How does aromatic electrophilic substitution work?

First, let's have a look at all the clues in the name. Aromatic - this type of reaction is characteristic for aromatic compounds because it involves the aromatic ring. It is the only type of electrophilic substitution you should be concerned about on this level. Substitution - the general classification of these reaction, this tells us that there must be some kind of a replacemement going on, one functional group is substituted with a different one. Electrophilic - The main drive of this reaction is that an electrophilic (electron-liking) compound looks for another electron-rich one to bind with it and compensate for its own deficit.
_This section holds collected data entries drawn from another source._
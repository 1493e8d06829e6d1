// UI layer: a simple interactive menu using `dialoguer`, with `indicatif`
// spinners while requests are in flight. Each action is a small synchronous
// function; failures are printed and the menu keeps running.

use crate::api::{Benchling, HttpTransport};
use crate::catalog::{Catalog, MatchMode};
use crate::config::{self, Config};
use crate::format::{self, Format};
use crate::models::{Folder, FolderType, NewFolder, Sequence};
use anyhow::{Context, Result};
use dialoguer::{Confirm, Input, Password, Select};
use indicatif::{ProgressBar, ProgressStyle};
use std::path::PathBuf;
use std::time::Duration;

/// One line per sequence: id, name, length, topology and folder.
pub fn describe_sequence(seq: &Sequence) -> String {
    format!(
        "{}\t{}\t{} bp\t{}\t{}",
        seq.id,
        seq.name,
        seq.bases.len(),
        if seq.circular { "circular" } else { "linear" },
        seq.folder.as_deref().unwrap_or("-")
    )
}

pub fn describe_folder(folder: &Folder) -> String {
    format!(
        "{}\t{}\t{} sequences",
        folder.id,
        folder.name,
        folder.sequences.len()
    )
}

/// Spinner shown while a blocking request runs.
pub fn spinner(msg: &'static str) -> Result<ProgressBar> {
    let pb = ProgressBar::new_spinner();
    pb.set_style(ProgressStyle::with_template("{spinner} {msg}")?);
    pb.set_message(msg);
    pb.enable_steady_tick(Duration::from_millis(100));
    Ok(pb)
}

/// Ask for an API key, save it to `~/.benchling/config.json` and return
/// the resulting configuration.
pub fn prompt_api_key() -> Result<Config> {
    let key: String = Password::new().with_prompt("Benchling API key").interact()?;
    let cfg = Config::new(key.trim());
    if let Some(path) = config::default_path() {
        if Confirm::new()
            .with_prompt(format!("Save key to {}?", path.display()))
            .default(true)
            .interact()?
        {
            cfg.save(&path).context("Failed to save configuration")?;
        }
    }
    Ok(cfg)
}

/// Main interactive menu. Runs a select loop until the user picks "Exit".
pub fn main_menu(mut api: Benchling<HttpTransport>) -> Result<()> {
    let mut catalog: Option<Catalog> = None;
    loop {
        let items = vec![
            "List folders",
            "Search sequences",
            "Show sequence",
            "Export sequence",
            "Open share link",
            "Create folder",
            "Refresh catalog",
            "Set API key",
            "Exit",
        ];
        let selection = Select::new().items(&items).default(0).interact()?;
        let result = match selection {
            0 => loaded(&api, &mut catalog).map(|cat| {
                for folder in cat.folders() {
                    println!("{}", describe_folder(folder));
                }
            }),
            1 => handle_search(&api, &mut catalog),
            2 => handle_show(&api),
            3 => handle_export(&api),
            4 => handle_share_link(&api),
            5 => handle_create_folder(&api).map(|_| catalog = None),
            6 => {
                catalog = None;
                loaded(&api, &mut catalog).map(|cat| {
                    println!(
                        "{} folders, {} sequences",
                        cat.folders().len(),
                        cat.sequences().len()
                    )
                })
            }
            7 => prompt_api_key().and_then(|cfg| {
                api = Benchling::from_config(&cfg)?;
                catalog = None;
                Ok(())
            }),
            8 => break,
            _ => Ok(()),
        };
        if let Err(e) = result {
            println!("{} failed: {:#}", items[selection], e);
        }
    }
    Ok(())
}

/// Load the catalog on first use.
fn loaded<'a>(api: &Benchling<HttpTransport>, catalog: &'a mut Option<Catalog>) -> Result<&'a Catalog> {
    if catalog.is_none() {
        let pb = spinner("Loading folders...")?;
        let cat = Catalog::load(api);
        pb.finish_and_clear();
        *catalog = Some(cat.context("Failed to load folders")?);
    }
    catalog
        .as_ref()
        .context("catalog not loaded")
}

fn handle_search(api: &Benchling<HttpTransport>, catalog: &mut Option<Catalog>) -> Result<()> {
    let fields = vec!["name", "id", "folder"];
    let field = fields[Select::new()
        .with_prompt("Field")
        .items(&fields)
        .default(0)
        .interact()?];
    let pattern: String = Input::new().with_prompt("Regular expression").interact_text()?;
    let cat = loaded(api, catalog)?;
    let hits = cat.filter_sequences(&[(field, pattern.as_str())], MatchMode::Regex)?;
    if hits.is_empty() {
        println!("No sequences match.");
    }
    for s in hits {
        println!("{}\t{}\t{}", s.id, s.name, s.folder.as_deref().unwrap_or("-"));
    }
    Ok(())
}

fn fetch_sequence(api: &Benchling<HttpTransport>) -> Result<Sequence> {
    let id: String = Input::new().with_prompt("Sequence id").interact_text()?;
    let pb = spinner("Fetching sequence...")?;
    let seq = api.sequences().get(&id);
    pb.finish_and_clear();
    Ok(seq?)
}

fn handle_show(api: &Benchling<HttpTransport>) -> Result<()> {
    let seq = fetch_sequence(api)?;
    println!("{}", describe_sequence(&seq));
    for a in &seq.annotations {
        println!("  {}\t{}..{}\t{}", a.name, a.start + 1, a.end, a.strand);
    }
    Ok(())
}

fn handle_export(api: &Benchling<HttpTransport>) -> Result<()> {
    let seq = fetch_sequence(api)?;
    let formats = [Format::GenBank, Format::Fasta];
    let names: Vec<String> = formats.iter().map(|f| f.to_string()).collect();
    let fmt = formats[Select::new()
        .with_prompt("Format")
        .items(&names)
        .default(0)
        .interact()?];
    let default_path = format!("{}.{}", seq.name.replace(char::is_whitespace, "_"), fmt.extension());
    let path: String = Input::new()
        .with_prompt("Output file")
        .default(default_path)
        .interact_text()?;
    let path = PathBuf::from(path);
    format::write_file(&seq, fmt, &path)
        .with_context(|| format!("Failed to write {}", path.display()))?;
    println!("Wrote {}", path.display());
    Ok(())
}

fn handle_share_link(api: &Benchling<HttpTransport>) -> Result<()> {
    let link: String = Input::new().with_prompt("Share link").interact_text()?;
    let pb = spinner("Resolving share link...")?;
    let seq = api.sequence_from_share_link(link.trim());
    pb.finish_and_clear();
    println!("{}", describe_sequence(&seq?));
    Ok(())
}

fn handle_create_folder(api: &Benchling<HttpTransport>) -> Result<()> {
    let name: String = Input::new().with_prompt("Folder name").interact_text()?;
    let description: String = Input::new()
        .with_prompt("Description")
        .allow_empty(true)
        .interact_text()?;
    let types = [FolderType::Inventory, FolderType::Notebook, FolderType::All];
    let names: Vec<String> = types.iter().map(|t| t.to_string()).collect();
    let folder_type = types[Select::new()
        .with_prompt("Folder type")
        .items(&names)
        .default(0)
        .interact()?];
    let new = NewFolder {
        name,
        description: Some(description).filter(|d| !d.is_empty()),
        owner: None,
        folder_type,
    };
    let pb = spinner("Creating folder...")?;
    let folder = api.folders().create(&new);
    pb.finish_and_clear();
    println!("Created {}", describe_folder(&folder?));
    Ok(())
}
Putting it all together with benzene as the example - Benzene is the simplest aromatic compound and like all aromatic rings has delocalised electrons and is very electron-rich, it means there must be some other compound that acts as an electrophile wanting to attach to it. There are plenty of electrophiles but Cl+ is the easiest example, it wants to be attached and, knowing it's a substitution, something else must be replaced. The only possibility is a hydrogen as there's nothing else in benzene that could be a leaving group. That all gives us the general idea: first, a catalyst such as FeCl3 must be used to break Cl2. Cl- attaches to the catalyst and Cl+ is free to attack the ring, it bonds to one of the carbons, creating a transition state when both Cl and H are attached to one carbon, disturbing the delocalised electron structure but quickly the negatively charged FeCl4 draws the hydrogen to itself, breaking the C-H bond and breaking down back to FeCl3 and newly formed HCl. The products of such a reaction are chlorobenzene (a benzene with one hydrogen replaced by Cl) and HCl.